_WORK ITEM_: Looking at the records below, please work out how many lines contain the word "Mutex" and give the number alone.

# # # # #

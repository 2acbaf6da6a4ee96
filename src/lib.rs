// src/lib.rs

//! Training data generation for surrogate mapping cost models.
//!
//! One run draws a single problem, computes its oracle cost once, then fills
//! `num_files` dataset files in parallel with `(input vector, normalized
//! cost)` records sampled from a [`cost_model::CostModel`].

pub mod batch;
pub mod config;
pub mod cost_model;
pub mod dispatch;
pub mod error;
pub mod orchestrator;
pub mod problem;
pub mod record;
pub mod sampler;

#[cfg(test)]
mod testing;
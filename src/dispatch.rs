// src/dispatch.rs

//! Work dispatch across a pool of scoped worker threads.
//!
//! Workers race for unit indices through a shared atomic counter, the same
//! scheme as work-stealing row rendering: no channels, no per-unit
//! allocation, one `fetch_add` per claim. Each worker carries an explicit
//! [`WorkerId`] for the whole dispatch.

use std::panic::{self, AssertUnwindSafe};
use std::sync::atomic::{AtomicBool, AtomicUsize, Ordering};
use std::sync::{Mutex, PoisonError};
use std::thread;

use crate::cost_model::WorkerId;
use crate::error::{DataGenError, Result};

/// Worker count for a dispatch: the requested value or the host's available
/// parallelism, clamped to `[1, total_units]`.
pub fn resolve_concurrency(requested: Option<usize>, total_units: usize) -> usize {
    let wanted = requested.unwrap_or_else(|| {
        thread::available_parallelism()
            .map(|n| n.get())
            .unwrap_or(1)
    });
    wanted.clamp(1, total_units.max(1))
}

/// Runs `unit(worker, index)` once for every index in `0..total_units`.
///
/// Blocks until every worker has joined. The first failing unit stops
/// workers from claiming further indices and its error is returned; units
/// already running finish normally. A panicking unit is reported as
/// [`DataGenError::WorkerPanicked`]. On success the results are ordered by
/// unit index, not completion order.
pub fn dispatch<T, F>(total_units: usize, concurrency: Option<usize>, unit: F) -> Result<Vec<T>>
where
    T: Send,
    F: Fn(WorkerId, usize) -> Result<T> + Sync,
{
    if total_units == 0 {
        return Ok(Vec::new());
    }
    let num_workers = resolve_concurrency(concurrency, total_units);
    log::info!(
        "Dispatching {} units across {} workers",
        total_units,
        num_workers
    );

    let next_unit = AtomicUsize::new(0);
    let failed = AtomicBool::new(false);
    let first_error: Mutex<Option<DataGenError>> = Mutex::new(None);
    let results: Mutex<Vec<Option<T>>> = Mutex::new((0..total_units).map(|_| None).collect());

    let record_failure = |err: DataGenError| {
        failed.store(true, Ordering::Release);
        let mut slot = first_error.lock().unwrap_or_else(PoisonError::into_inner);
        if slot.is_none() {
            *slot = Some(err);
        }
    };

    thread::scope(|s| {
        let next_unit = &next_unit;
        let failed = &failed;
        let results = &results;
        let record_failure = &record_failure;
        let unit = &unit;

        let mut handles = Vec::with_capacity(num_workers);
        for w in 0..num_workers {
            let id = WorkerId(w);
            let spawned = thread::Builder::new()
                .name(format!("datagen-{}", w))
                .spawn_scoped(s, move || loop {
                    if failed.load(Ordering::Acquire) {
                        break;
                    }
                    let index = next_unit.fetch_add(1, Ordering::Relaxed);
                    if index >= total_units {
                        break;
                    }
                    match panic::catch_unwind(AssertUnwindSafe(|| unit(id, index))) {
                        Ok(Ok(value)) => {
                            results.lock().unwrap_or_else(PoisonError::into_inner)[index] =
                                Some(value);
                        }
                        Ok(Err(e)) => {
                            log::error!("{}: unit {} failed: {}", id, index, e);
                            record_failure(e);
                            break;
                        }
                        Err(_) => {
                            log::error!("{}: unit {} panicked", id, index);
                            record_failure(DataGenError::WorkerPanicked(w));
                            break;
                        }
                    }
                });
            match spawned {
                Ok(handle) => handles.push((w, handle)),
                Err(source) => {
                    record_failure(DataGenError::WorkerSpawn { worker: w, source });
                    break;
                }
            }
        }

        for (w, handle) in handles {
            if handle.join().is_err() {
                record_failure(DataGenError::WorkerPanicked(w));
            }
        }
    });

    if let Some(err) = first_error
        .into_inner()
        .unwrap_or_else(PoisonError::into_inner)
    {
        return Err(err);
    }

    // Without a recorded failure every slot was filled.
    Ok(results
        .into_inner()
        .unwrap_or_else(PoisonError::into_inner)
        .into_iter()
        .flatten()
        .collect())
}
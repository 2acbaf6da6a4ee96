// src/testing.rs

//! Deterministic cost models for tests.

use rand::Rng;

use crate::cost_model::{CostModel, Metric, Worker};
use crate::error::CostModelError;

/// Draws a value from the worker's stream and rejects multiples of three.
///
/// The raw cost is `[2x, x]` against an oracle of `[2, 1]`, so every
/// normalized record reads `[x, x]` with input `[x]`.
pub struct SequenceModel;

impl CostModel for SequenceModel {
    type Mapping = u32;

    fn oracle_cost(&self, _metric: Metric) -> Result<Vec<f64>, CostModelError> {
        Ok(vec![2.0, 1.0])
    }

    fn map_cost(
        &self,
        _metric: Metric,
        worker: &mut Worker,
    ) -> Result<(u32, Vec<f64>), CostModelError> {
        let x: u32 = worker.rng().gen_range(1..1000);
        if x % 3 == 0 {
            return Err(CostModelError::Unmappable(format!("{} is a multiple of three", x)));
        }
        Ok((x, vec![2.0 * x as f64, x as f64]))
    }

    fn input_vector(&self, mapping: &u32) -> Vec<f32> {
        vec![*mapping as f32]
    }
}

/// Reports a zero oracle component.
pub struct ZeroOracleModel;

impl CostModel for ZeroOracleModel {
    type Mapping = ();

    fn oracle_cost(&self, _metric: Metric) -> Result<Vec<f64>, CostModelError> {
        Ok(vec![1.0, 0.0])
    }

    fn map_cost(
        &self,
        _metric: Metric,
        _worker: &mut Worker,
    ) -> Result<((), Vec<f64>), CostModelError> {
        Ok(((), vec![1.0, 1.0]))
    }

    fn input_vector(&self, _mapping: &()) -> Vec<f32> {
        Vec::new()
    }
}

# # # # #

_TASK SOLUTION_: 3